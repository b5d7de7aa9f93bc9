//! Generate static files

use anyhow::Result;
use notify::RecursiveMode;
use notify_debouncer_mini::{new_debouncer, DebounceEventResult};
use std::time::Duration;

use crate::content::Catalog;
use crate::generator::Generator;
use crate::Folio;

/// Generate the static site
pub fn run(folio: &Folio) -> Result<()> {
    build(folio).map(|_| ())
}

/// Load content, render every page and hand back the loaded records
pub fn build(folio: &Folio) -> Result<Catalog> {
    let start = std::time::Instant::now();

    let catalog = folio.load_catalog()?;
    tracing::info!(
        "Loaded {} projects and {} certificates",
        catalog.projects.len(),
        catalog.certificates.len()
    );

    let generator = Generator::new(folio)?;
    generator.generate(&catalog)?;

    let duration = start.elapsed();
    tracing::info!("Generated in {:.2}s", duration.as_secs_f64());

    Ok(catalog)
}

/// Watch for file changes and regenerate
pub async fn watch(folio: &Folio) -> Result<()> {
    let (tx, mut rx) = tokio::sync::mpsc::unbounded_channel();

    // Saves within the window arrive as one batch
    let mut debouncer = new_debouncer(
        Duration::from_millis(500),
        move |result: DebounceEventResult| {
            let _ = tx.send(result);
        },
    )?;

    for dir in [&folio.content_dir, &folio.static_dir] {
        if dir.exists() {
            debouncer.watcher().watch(dir, RecursiveMode::Recursive)?;
        }
    }

    let config_path = folio.base_dir.join("_config.yml");
    if config_path.exists() {
        debouncer
            .watcher()
            .watch(&config_path, RecursiveMode::NonRecursive)?;
    }

    tracing::info!("Watching for changes. Press Ctrl+C to stop.");

    while let Some(result) = rx.recv().await {
        match result {
            Ok(events) if !events.is_empty() => {
                tracing::info!("{} file(s) changed, regenerating...", events.len());
                if let Err(e) = reload(folio).and_then(|folio| run(&folio)) {
                    tracing::error!("Generation failed: {:#}", e);
                }
            }
            Ok(_) => {}
            Err(e) => tracing::error!("Watch error: {:?}", e),
        }
    }

    Ok(())
}

/// Re-read `_config.yml` so edits to it take effect on the next build
pub fn reload(folio: &Folio) -> Result<Folio> {
    Folio::new(&folio.base_dir)
}

#[cfg(test)]
mod tests {
    use super::*;
    use std::fs;
    use tempfile::TempDir;

    #[tokio::test]
    async fn test_watch_regenerates_after_edit() {
        let dir = TempDir::new().unwrap();
        crate::commands::init::init_site(dir.path()).unwrap();
        let folio = Folio::new(dir.path()).unwrap();
        run(&folio).unwrap();

        let watcher = {
            let folio = folio.clone();
            tokio::spawn(async move { watch(&folio).await })
        };
        tokio::time::sleep(Duration::from_millis(300)).await;

        fs::write(
            dir.path().join("content/projects/late.md"),
            "---\ntitle: Late Arrival\ntech:\n  - Zig\n---\n",
        )
        .unwrap();

        let page = dir.path().join("public/tech/zig/index.html");
        let regenerated = || {
            fs::read_to_string(&page)
                .map(|html| html.contains("Late Arrival"))
                .unwrap_or(false)
        };
        for _ in 0..100 {
            if regenerated() {
                break;
            }
            tokio::time::sleep(Duration::from_millis(100)).await;
        }
        watcher.abort();

        assert!(regenerated());
    }
}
+--
> **Problem requirements**
Locate the string "page" in the listing above and copy every line where it occurs.

> **Reply to the task**
/// Load content, render every page and hand back the loaded records
        let page = dir.path().join("public/tech/zig/index.html");
            fs::read_to_string(&page)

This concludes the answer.